## Given data
=======

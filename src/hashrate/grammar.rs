/// A number lifted out of an upstream string, plus whatever trailed it.
#[derive(Debug, Clone, PartialEq)]
pub struct Quantity {
    pub value: f64,
    pub suffix: String,
}

/// Parse `[sign] digits ['.' digits] [exponent] [suffix]` from an upstream field.
///
/// Thousands separators are dropped before scanning. When the string does not
/// start with a number, the first embedded number is used instead, so values
/// like `"~ 1.5 TH/s"` still yield something. Returns `None` only when no
/// digit can be found at all.
pub fn parse_quantity(input: &str) -> Option<Quantity> {
    let cleaned: String = input.trim().chars().filter(|c| *c != ',').collect();

    let (start, len) = match scan_number(&cleaned) {
        Some(len) => (0, len),
        None => cleaned
            .char_indices()
            .find_map(|(idx, _)| scan_number(&cleaned[idx..]).map(|len| (idx, len)))?,
    };

    let end = start + len;
    let value: f64 = cleaned[start..end].parse().ok()?;
    Some(Quantity {
        value,
        suffix: cleaned[end..].trim().to_string(),
    })
}

/// Plain numeric coercion used for difficulty and supply. Units are ignored.
pub fn parse_number(input: &str) -> Option<f64> {
    parse_quantity(input).map(|q| q.value)
}

/// The whole trimmed input as one number, nothing before or after it.
///
/// Primitive explorer endpoints answer with a bare number; anything else
/// (an error page, `"Error 404: method not found"`) is not a reading.
pub fn parse_exact(input: &str) -> Option<f64> {
    let s = input.trim();
    match scan_number(s) {
        Some(len) if len == s.len() => s.parse().ok(),
        _ => None,
    }
}

/// Length of the numeric prefix of `s`, if it has one.
fn scan_number(s: &str) -> Option<usize> {
    let b = s.as_bytes();
    let mut i = 0;
    if matches!(b.first(), Some(b'+' | b'-')) {
        i += 1;
    }

    let int_start = i;
    while i < b.len() && b[i].is_ascii_digit() {
        i += 1;
    }
    let mut digits = i - int_start;

    if i < b.len() && b[i] == b'.' {
        let frac_start = i + 1;
        let mut j = frac_start;
        while j < b.len() && b[j].is_ascii_digit() {
            j += 1;
        }
        if digits > 0 || j > frac_start {
            digits += j - frac_start;
            i = j;
        }
    }
    if digits == 0 {
        return None;
    }

    // exponent only counts when digits follow it ("5EH/s" is a unit, not 5e..)
    if i < b.len() && matches!(b[i], b'e' | b'E') {
        let mut j = i + 1;
        if j < b.len() && matches!(b[j], b'+' | b'-') {
            j += 1;
        }
        let exp_start = j;
        while j < b.len() && b[j].is_ascii_digit() {
            j += 1;
        }
        if j > exp_start {
            i = j;
        }
    }

    Some(i)
}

=======

## Work item
Across all the records, find the lines containing the word "only" and reproduce each one.

## Output for this exercise
/// like `"~ 1.5 TH/s"` still yield something. Returns `None` only when no
    // exponent only counts when digits follow it ("5EH/s" is a unit, not 5e..)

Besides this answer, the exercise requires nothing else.